> [Data listing]
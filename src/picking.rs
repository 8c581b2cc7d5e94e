use std::collections::HashSet;
use std::hash::Hash;
use std::sync::mpsc::{self, Receiver, Sender};

/// Published once per logical pick operation, carrying the whole resulting set.
#[derive(Clone, Debug, PartialEq, Eq)]
pub struct PickEvent<T> {
    pub revision: u64,
    pub picked: Vec<T>,
}

/// Observable set of picked items.
///
/// The main viewer and the satellite viewer both read the same instance;
/// anything else that reacts to picking subscribes and drains its receiver.
#[derive(Debug)]
pub struct PickedState<T> {
    picked: Vec<T>,
    members: HashSet<T>,
    listeners: Vec<Sender<PickEvent<T>>>,
    revision: u64,
}

impl<T> Default for PickedState<T> {
    fn default() -> Self {
        Self {
            picked: Vec::new(),
            members: HashSet::new(),
            listeners: Vec::new(),
            revision: 0,
        }
    }
}

impl<T: Copy + Eq + Hash> PickedState<T> {
    pub fn new() -> Self {
        Self::default()
    }

    pub fn subscribe(&mut self) -> Receiver<PickEvent<T>> {
        let (tx, rx) = mpsc::channel();
        self.listeners.push(tx);
        rx
    }

    pub fn is_picked(&self, item: T) -> bool {
        self.members.contains(&item)
    }

    pub fn picked(&self) -> &[T] {
        &self.picked
    }

    pub fn len(&self) -> usize {
        self.picked.len()
    }

    pub fn is_empty(&self) -> bool {
        self.picked.is_empty()
    }

    pub fn revision(&self) -> u64 {
        self.revision
    }

    /// Sets the membership of one item; returns whether anything changed.
    pub fn pick(&mut self, item: T, picked: bool) -> bool {
        let changed = self.set_member(item, picked);
        if changed {
            self.publish();
        }
        changed
    }

    pub fn toggle(&mut self, item: T) -> bool {
        let picked = !self.is_picked(item);
        self.pick(item, picked);
        picked
    }

    pub fn clear(&mut self) -> bool {
        self.pick_exactly(std::iter::empty())
    }

    /// Replaces the whole set as a single batch.
    pub fn pick_exactly(&mut self, items: impl IntoIterator<Item = T>) -> bool {
        let wanted = items.into_iter().collect::<Vec<_>>();
        let wanted_set = wanted.iter().copied().collect::<HashSet<_>>();

        let mut changed = false;
        for item in self.picked.clone() {
            if !wanted_set.contains(&item) {
                changed |= self.set_member(item, false);
            }
        }
        for item in wanted {
            changed |= self.set_member(item, true);
        }

        if changed {
            self.publish();
        }
        changed
    }

    fn set_member(&mut self, item: T, picked: bool) -> bool {
        if picked {
            if !self.members.insert(item) {
                return false;
            }
            self.picked.push(item);
        } else {
            if !self.members.remove(&item) {
                return false;
            }
            self.picked.retain(|known| *known != item);
        }
        true
    }

    fn publish(&mut self) {
        self.revision = self.revision.wrapping_add(1);
        let event = PickEvent {
            revision: self.revision,
            picked: self.picked.clone(),
        };
        self.listeners.retain(|tx| tx.send(event.clone()).is_ok());
    }
}

#[cfg(test)]
mod tests {
    use super::*;

    #[test]
    fn toggling_twice_unpicks() {
        let mut state = PickedState::new();
        assert!(state.toggle(3));
        assert!(state.is_picked(3));
        assert!(!state.toggle(3));
        assert!(!state.is_picked(3));
        assert!(state.is_empty());
    }

    #[test]
    fn batch_publishes_one_event_with_the_full_set() {
        let mut state = PickedState::new();
        let rx = state.subscribe();
        state.pick(1, true);

        assert!(state.pick_exactly([4, 5, 6]));
        let events = rx.try_iter().collect::<Vec<_>>();
        assert_eq!(events.len(), 2);
        assert_eq!(events[1].picked, vec![4, 5, 6]);
        assert_eq!(events[1].revision, state.revision());
    }

    #[test]
    fn unchanged_batches_are_silent() {
        let mut state = PickedState::new();
        state.pick_exactly([1, 2]);
        let rx = state.subscribe();

        assert!(!state.pick_exactly([2, 1]));
        assert!(!state.pick(1, true));
        assert!(rx.try_recv().is_err());
    }

    #[test]
    fn every_subscriber_sees_the_same_state() {
        let mut state = PickedState::new();
        let main = state.subscribe();
        let satellite = state.subscribe();

        state.toggle(8);
        assert_eq!(main.try_recv().unwrap().picked, vec![8]);
        assert_eq!(satellite.try_recv().unwrap().picked, vec![8]);

        drop(satellite);
        state.clear();
        assert_eq!(main.try_recv().unwrap().picked, Vec::<i32>::new());
    }
}
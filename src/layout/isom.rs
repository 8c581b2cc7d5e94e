use std::collections::VecDeque;

use eframe::egui::{Pos2, Vec2, pos2};
use rand::rngs::StdRng;
use rand::{Rng, SeedableRng};

use crate::graph::ModelGraph;
use crate::rdf::NodeId;

use super::{Layout, Positions};

const MAX_EPOCH: u32 = 2000;
const RADIUS_CONSTANT_TIME: u32 = 100;
const INITIAL_RADIUS: u32 = 5;
const MIN_RADIUS: u32 = 1;
const INITIAL_ADAPTION: f32 = 0.90;
const MIN_ADAPTION: f32 = 0.0;
const COOLING_FACTOR: f32 = 2.0;
const SAMPLE_OFFSET: f32 = 10.0;
const EPOCHS_PER_STEP: u32 = 40;

/// Inverted self-organizing map layout.
///
/// Each epoch draws a random point inside the bounds, picks the vertex
/// closest to it and pulls that vertex and its neighbourhood (within the
/// current radius, ignoring edge direction) toward the point. The pull
/// halves with every hop and the adaption factor cools exponentially.
pub struct IsomLayout {
    graph: ModelGraph,
    size: Option<Vec2>,
    positions: Positions,
    neighbors: Vec<Vec<NodeId>>,
    rng: StdRng,
    seed: u64,
    epoch: u32,
    radius: u32,
    adaption: f32,
    hops: Vec<Option<u32>>,
    queue: VecDeque<NodeId>,
}

impl IsomLayout {
    pub fn new(graph: ModelGraph, seed: u64) -> Self {
        let neighbors = graph
            .vertices()
            .map(|vertex| graph.neighbors(vertex))
            .collect();
        let vertex_count = graph.vertex_count();

        Self {
            positions: Positions::with_capacity(vertex_count),
            graph,
            size: None,
            neighbors,
            rng: StdRng::seed_from_u64(seed),
            seed,
            epoch: 1,
            radius: INITIAL_RADIUS,
            adaption: INITIAL_ADAPTION,
            hops: vec![None; vertex_count],
            queue: VecDeque::new(),
        }
    }

    pub fn epoch(&self) -> u32 {
        self.epoch
    }

    pub fn radius(&self) -> u32 {
        self.radius
    }

    pub fn adaption(&self) -> f32 {
        self.adaption
    }

    fn closest_vertex(&self, point: Pos2) -> Option<NodeId> {
        self.graph
            .vertices()
            .filter_map(|vertex| {
                self.positions
                    .get(vertex)
                    .map(|position| (vertex, position.distance_sq(point)))
            })
            .min_by(|a, b| a.1.total_cmp(&b.1))
            .map(|(vertex, _)| vertex)
    }

    fn run_epoch(&mut self, size: Vec2) {
        let point = pos2(
            SAMPLE_OFFSET + self.rng.gen_range(0.0..size.x.max(f32::EPSILON)),
            SAMPLE_OFFSET + self.rng.gen_range(0.0..size.y.max(f32::EPSILON)),
        );

        if let Some(winner) = self.closest_vertex(point) {
            self.adjust_neighbourhood(winner, point);
        }
        self.update_parameters();
    }

    fn adjust_neighbourhood(&mut self, winner: NodeId, point: Pos2) {
        self.hops.iter_mut().for_each(|hops| *hops = None);
        self.queue.clear();

        self.hops[winner.index()] = Some(0);
        self.queue.push_back(winner);

        while let Some(current) = self.queue.pop_front() {
            let distance = self.hops[current.index()].unwrap_or(0);
            if let Some(position) = self.positions.get(current) {
                let factor = self.adaption / 2f32.powi(distance as i32);
                self.positions
                    .set(current, position + (point - position) * factor);
            }

            if distance >= self.radius {
                continue;
            }

            for neighbor in &self.neighbors[current.index()] {
                let slot = &mut self.hops[neighbor.index()];
                if slot.is_none() {
                    *slot = Some(distance + 1);
                    self.queue.push_back(*neighbor);
                }
            }
        }
    }

    fn update_parameters(&mut self) {
        self.epoch += 1;
        let factor = (-COOLING_FACTOR * (self.epoch as f32 / MAX_EPOCH as f32)).exp();
        self.adaption = (factor * INITIAL_ADAPTION).max(MIN_ADAPTION);
        if self.radius > MIN_RADIUS && self.epoch % RADIUS_CONSTANT_TIME == 0 {
            self.radius -= 1;
        }
    }
}

impl Layout for IsomLayout {
    fn graph(&self) -> &ModelGraph {
        &self.graph
    }

    fn initialize(&mut self) {
        let Some(size) = self.size else {
            return;
        };

        self.rng = StdRng::seed_from_u64(self.seed);
        self.epoch = 1;
        self.radius = INITIAL_RADIUS;
        self.adaption = INITIAL_ADAPTION;

        for vertex in self.graph.vertices() {
            let position = pos2(
                self.rng.gen_range(0.0..size.x.max(f32::EPSILON)),
                self.rng.gen_range(0.0..size.y.max(f32::EPSILON)),
            );
            self.positions.set(vertex, position);
        }
    }

    fn size(&self) -> Option<Vec2> {
        self.size
    }

    fn set_size(&mut self, size: Vec2) {
        self.size = Some(size);
        self.initialize();
    }

    fn position(&self, vertex: NodeId) -> Option<Pos2> {
        self.positions.get(vertex)
    }

    fn set_position(&mut self, vertex: NodeId, position: Pos2) {
        self.positions.set(vertex, position);
    }

    fn step(&mut self) -> bool {
        let Some(size) = self.size else {
            return false;
        };

        for _ in 0..EPOCHS_PER_STEP {
            if self.is_done() {
                break;
            }
            self.run_epoch(size);
        }
        !self.is_done()
    }

    fn is_done(&self) -> bool {
        self.size.is_none() || self.epoch >= MAX_EPOCH
    }
}
use std::time::Duration;

use eframe::egui::{self, Context, RichText};

use crate::util::{format_distance, truncate_label};

use super::super::SnailNavigatorApp;

impl SnailNavigatorApp {
    pub(in crate::app) fn draw_open_dialog(&mut self, ctx: &Context) {
        let Some(dialog) = self.open_dialog.as_mut() else {
            return;
        };

        let mut load = false;
        let mut cancel = false;
        egui::Window::new("Open")
            .collapsible(false)
            .resizable(false)
            .anchor(egui::Align2::CENTER_CENTER, egui::Vec2::ZERO)
            .show(ctx, |ui| {
                ui.label("File path or URI (file://, http://, https://)");
                let response = ui.add(
                    egui::TextEdit::singleline(&mut dialog.uri).desired_width(420.0),
                );
                if response.lost_focus() && ui.input(|input| input.key_pressed(egui::Key::Enter)) {
                    load = true;
                }

                if !self.recent_uris.is_empty() {
                    egui::ComboBox::from_id_salt("recent_uris")
                        .selected_text("Recent")
                        .width(420.0)
                        .show_ui(ui, |ui| {
                            for uri in &self.recent_uris {
                                ui.selectable_value(&mut dialog.uri, uri.clone(), truncate_label(uri, 64));
                            }
                        });
                }

                ui.add_space(6.0);
                ui.horizontal(|ui| {
                    if ui.button("Load").clicked() {
                        load = true;
                    }
                    if ui.button("Cancel").clicked() {
                        cancel = true;
                    }
                });
            });

        if load {
            let uri = dialog.uri.clone();
            self.open_dialog = None;
            self.start_load(uri);
        } else if cancel {
            self.open_dialog = None;
        }
    }

    pub(in crate::app) fn draw_distance_window(&mut self, ctx: &Context) {
        let Some(window) = self.distance_window.as_mut() else {
            return;
        };

        egui::Window::new("Measures")
            .open(&mut window.open)
            .default_width(520.0)
            .show(ctx, |ui| {
                ui.label(RichText::new(&window.uri).small());
                ui.add_space(4.0);
                egui::ScrollArea::vertical()
                    .id_salt("distance_scroll")
                    .max_height(420.0)
                    .show(ui, |ui| {
                        egui::Grid::new("distance_grid")
                            .striped(true)
                            .num_columns(3)
                            .show(ui, |ui| {
                                ui.label(RichText::new("Subject").strong());
                                ui.label(RichText::new("Average distance").strong());
                                ui.label(RichText::new("Closeness").strong());
                                ui.end_row();

                                for row in &window.rows {
                                    ui.label(truncate_label(&row.subject, 60))
                                        .on_hover_text(&row.subject);
                                    ui.label(format_distance(row.average));
                                    ui.label(format_distance(row.closeness()));
                                    ui.end_row();
                                }
                            });
                    });
            });

        if !window.open {
            self.distance_window = None;
        }
    }

    pub(in crate::app) fn draw_about(&mut self, ctx: &Context) {
        egui::Window::new("About Snail Navigator")
            .open(&mut self.show_about)
            .collapsible(false)
            .resizable(false)
            .show(ctx, |ui| {
                ui.label(format!("Snail Navigator {}", env!("CARGO_PKG_VERSION")));
                ui.label("Browse RDF statements as an interactive graph.");
            });
    }

    pub(in crate::app) fn draw_error(&mut self, ctx: &Context) {
        let Some(error) = self.error.as_ref() else {
            return;
        };

        let mut dismissed = false;
        egui::Window::new("Error")
            .collapsible(false)
            .resizable(true)
            .anchor(egui::Align2::CENTER_CENTER, egui::Vec2::ZERO)
            .show(ctx, |ui| {
                ui.label(error.as_str());
                ui.add_space(8.0);
                if ui.button("OK").clicked() {
                    dismissed = true;
                }
            });

        if dismissed {
            self.error = None;
        }
    }

    pub(in crate::app) fn draw_glass_pane(&mut self, ctx: &Context) {
        let Some(task) = &self.task else {
            return;
        };

        egui::Modal::new(egui::Id::new("glass_pane")).show(ctx, |ui| {
            ui.horizontal(|ui| {
                ui.spinner();
                ui.label(task.message());
            });
        });
        ctx.request_repaint_after(Duration::from_millis(50));
    }
}
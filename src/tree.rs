use std::collections::HashSet;

use fuzzy_matcher::FuzzyMatcher;
use fuzzy_matcher::skim::SkimMatcherV2;

use crate::rdf::TripleStore;

pub const ROOT_LABEL: &str = "Resources";
pub const PREDICATES_LABEL: &str = "Predicates";
pub const SUBJECTS_LABEL: &str = "Subjects";

#[derive(Clone, Debug, PartialEq, Eq)]
pub struct TreeNode {
    label: String,
    children: Vec<TreeNode>,
}

impl TreeNode {
    pub fn new(label: impl Into<String>) -> Self {
        Self {
            label: label.into(),
            children: Vec::new(),
        }
    }

    pub fn with_children(label: impl Into<String>, children: Vec<TreeNode>) -> Self {
        Self {
            label: label.into(),
            children,
        }
    }

    pub fn label(&self) -> &str {
        &self.label
    }

    pub fn children(&self) -> &[TreeNode] {
        &self.children
    }

    pub fn is_leaf(&self) -> bool {
        self.children.is_empty()
    }

    pub fn child(&self, label: &str) -> Option<&TreeNode> {
        self.children.iter().find(|child| child.label == label)
    }

    pub fn leaf_count(&self) -> usize {
        if self.is_leaf() {
            1
        } else {
            self.children.iter().map(TreeNode::leaf_count).sum()
        }
    }
}

/// Builds the "Resources" tree: distinct predicates, then distinct named subjects.
pub fn build_resource_tree(store: &TripleStore) -> TreeNode {
    let mut predicates = Vec::new();
    let mut subjects = Vec::new();
    let mut seen_predicates = HashSet::new();
    let mut seen_subjects = HashSet::new();

    for (_, statement) in store.statements() {
        let predicate = store.predicate(statement.predicate);
        if seen_predicates.insert(predicate) {
            predicates.push(TreeNode::new(predicate));
        }

        let subject = store.node(statement.subject);
        if !subject.is_blank() && seen_subjects.insert(statement.subject) {
            subjects.push(TreeNode::new(subject.to_string()));
        }
    }

    TreeNode::with_children(
        ROOT_LABEL,
        vec![
            TreeNode::with_children(PREDICATES_LABEL, predicates),
            TreeNode::with_children(SUBJECTS_LABEL, subjects),
        ],
    )
}

#[derive(Clone, Copy, Debug, Default, PartialEq, Eq)]
pub enum MatchMode {
    #[default]
    Substring,
    Fuzzy,
}

pub struct LabelMatcher<'a> {
    text: &'a str,
    mode: MatchMode,
    fuzzy: SkimMatcherV2,
}

impl<'a> LabelMatcher<'a> {
    pub fn new(text: &'a str, mode: MatchMode) -> Self {
        Self {
            text,
            mode,
            fuzzy: SkimMatcherV2::default(),
        }
    }

    pub fn matches(&self, label: &str) -> bool {
        match self.mode {
            MatchMode::Substring => label.contains(self.text),
            MatchMode::Fuzzy => {
                self.fuzzy.fuzzy_match(label, self.text).is_some()
                    || self
                        .fuzzy
                        .fuzzy_match(&label.to_lowercase(), &self.text.to_lowercase())
                        .is_some()
            }
        }
    }
}

/// The keep predicate the navigator ships with: every node is eligible.
pub fn keep_all(_node: &TreeNode) -> bool {
    true
}

/// Filters `root` against `text` without touching it.
///
/// The root always survives, as does every node that still has children
/// after filtering. A node left without children survives only when `keep`
/// accepts it and its label matches. Blank text with an accepted root
/// returns the tree unchanged.
pub fn filter_tree(
    root: &TreeNode,
    text: &str,
    mode: MatchMode,
    keep: &dyn Fn(&TreeNode) -> bool,
) -> TreeNode {
    if text.trim().is_empty() && keep(root) {
        return root.clone();
    }

    let matcher = LabelMatcher::new(text, mode);
    TreeNode::with_children(
        root.label.clone(),
        root.children
            .iter()
            .filter_map(|child| filter_node(child, &matcher, keep))
            .collect(),
    )
}

fn filter_node(
    node: &TreeNode,
    matcher: &LabelMatcher<'_>,
    keep: &dyn Fn(&TreeNode) -> bool,
) -> Option<TreeNode> {
    let children = node
        .children
        .iter()
        .filter_map(|child| filter_node(child, matcher, keep))
        .collect::<Vec<_>>();

    if !children.is_empty() || (keep(node) && matcher.matches(&node.label)) {
        Some(TreeNode::with_children(node.label.clone(), children))
    } else {
        None
    }
}

/// Whether a label is drawn emphasised for the current filter text.
pub fn is_highlighted(label: &str, text: &str) -> bool {
    !text.is_empty() && label.starts_with(text)
}

#[derive(Clone, Debug, PartialEq, Eq, Hash)]
pub struct TreePath(Vec<String>);

impl TreePath {
    pub fn new(labels: Vec<String>) -> Self {
        Self(labels)
    }

    pub fn labels(&self) -> &[String] {
        &self.0
    }

    pub fn leaf_label(&self) -> Option<&str> {
        self.0.last().map(String::as_str)
    }

    pub fn parent_label(&self) -> Option<&str> {
        let count = self.0.len();
        (count >= 2).then(|| self.0[count - 2].as_str())
    }
}

#[derive(Clone, Debug, PartialEq, Eq)]
pub enum SelectionTarget {
    Subject(String),
    Predicate(String),
    Nothing,
}

pub fn selection_target(path: Option<&TreePath>) -> SelectionTarget {
    let Some(path) = path else {
        return SelectionTarget::Nothing;
    };

    match (path.parent_label(), path.leaf_label()) {
        (Some(SUBJECTS_LABEL), Some(label)) => SelectionTarget::Subject(label.to_owned()),
        (Some(PREDICATES_LABEL), Some(label)) => SelectionTarget::Predicate(label.to_owned()),
        _ => SelectionTarget::Nothing,
    }
}

#[cfg(test)]
mod tests {
    use super::*;
    use crate::graph::tests::sample_store;
    use crate::rdf::Node;

    fn sample_tree() -> TreeNode {
        TreeNode::with_children(
            ROOT_LABEL,
            vec![
                TreeNode::with_children(
                    PREDICATES_LABEL,
                    vec![TreeNode::new("ex:name"), TreeNode::new("ex:knows")],
                ),
                TreeNode::with_children(
                    SUBJECTS_LABEL,
                    vec![TreeNode::new("ex:alice"), TreeNode::new("ex:bob")],
                ),
            ],
        )
    }

    fn path(labels: &[&str]) -> TreePath {
        TreePath::new(labels.iter().map(|label| (*label).to_owned()).collect())
    }

    #[test]
    fn resource_tree_lists_predicates_then_named_subjects() {
        let mut store = sample_store();
        store
            .insert(
                Node::blank("b0"),
                "http://example.org/p",
                Node::literal("anon"),
            )
            .unwrap();
        let tree = build_resource_tree(&store);

        assert_eq!(tree.label(), ROOT_LABEL);
        let labels = tree
            .children()
            .iter()
            .map(TreeNode::label)
            .collect::<Vec<_>>();
        assert_eq!(labels, vec![PREDICATES_LABEL, SUBJECTS_LABEL]);

        let predicates = tree.child(PREDICATES_LABEL).unwrap();
        assert_eq!(predicates.children().len(), 2);
        let subjects = tree.child(SUBJECTS_LABEL).unwrap();
        let subject_labels = subjects
            .children()
            .iter()
            .map(TreeNode::label)
            .collect::<Vec<_>>();
        assert_eq!(
            subject_labels,
            vec!["http://example.org/a", "http://example.org/b"]
        );
    }

    #[test]
    fn blank_filter_returns_the_source_tree() {
        let tree = sample_tree();
        assert_eq!(filter_tree(&tree, "  ", MatchMode::Substring, &keep_all), tree);
    }

    #[test]
    fn matching_leaves_keep_their_ancestors() {
        let tree = sample_tree();
        let filtered = filter_tree(&tree, "ali", MatchMode::Substring, &keep_all);

        assert_eq!(
            filtered,
            TreeNode::with_children(
                ROOT_LABEL,
                vec![TreeNode::with_children(
                    SUBJECTS_LABEL,
                    vec![TreeNode::new("ex:alice")]
                )],
            )
        );
        assert_eq!(tree.leaf_count(), 4);
    }

    #[test]
    fn emptied_folders_survive_only_when_they_match() {
        let tree = sample_tree();
        let filtered = filter_tree(&tree, "Pred", MatchMode::Substring, &keep_all);

        assert_eq!(filtered.children().len(), 1);
        let predicates = &filtered.children()[0];
        assert_eq!(predicates.label(), PREDICATES_LABEL);
        assert!(predicates.is_leaf());
    }

    #[test]
    fn nothing_matches_leaves_a_bare_root() {
        let filtered = filter_tree(&sample_tree(), "zzz", MatchMode::Substring, &keep_all);
        assert_eq!(filtered, TreeNode::new(ROOT_LABEL));
    }

    #[test]
    fn rejected_nodes_are_pruned() {
        let keep = |node: &TreeNode| node.label() != "ex:bob";
        let filtered = filter_tree(&sample_tree(), "ex:", MatchMode::Substring, &keep);
        let subjects = filtered.child(SUBJECTS_LABEL).unwrap();
        assert_eq!(subjects.children(), &[TreeNode::new("ex:alice")]);
    }

    #[test]
    fn fuzzy_mode_matches_scattered_letters() {
        let filtered = filter_tree(&sample_tree(), "exkw", MatchMode::Fuzzy, &keep_all);
        let predicates = filtered.child(PREDICATES_LABEL).unwrap();
        assert_eq!(predicates.children(), &[TreeNode::new("ex:knows")]);
        assert!(filtered.child(SUBJECTS_LABEL).is_none());
    }

    #[test]
    fn highlight_uses_prefix_match() {
        assert!(is_highlighted("ex:alice", "ex:a"));
        assert!(!is_highlighted("ex:alice", "alice"));
        assert!(!is_highlighted("ex:alice", ""));
    }

    #[test]
    fn selection_targets_follow_the_parent_label() {
        assert_eq!(
            selection_target(Some(&path(&[ROOT_LABEL, SUBJECTS_LABEL, "ex:a"]))),
            SelectionTarget::Subject("ex:a".to_owned())
        );
        assert_eq!(
            selection_target(Some(&path(&[ROOT_LABEL, PREDICATES_LABEL, "ex:p"]))),
            SelectionTarget::Predicate("ex:p".to_owned())
        );
        assert_eq!(
            selection_target(Some(&path(&[ROOT_LABEL, SUBJECTS_LABEL]))),
            SelectionTarget::Nothing
        );
        assert_eq!(selection_target(Some(&path(&[ROOT_LABEL]))), SelectionTarget::Nothing);
        assert_eq!(selection_target(None), SelectionTarget::Nothing);
    }
}
mod load;
mod model;
mod prefix;

pub use load::{load_store, parse_store};
pub use model::{EdgeId, Node, NodeId, NodeKind, PredicateId, Statement, TripleStore};
pub use prefix::PrefixMap;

> [Task prompt]
All lines above holding the word "slot" make up the answer; copy each one.

> [Answer box]
                let slot = &mut self.hops[neighbor.index()];
                if slot.is_none() {
                    *slot = Some(distance + 1);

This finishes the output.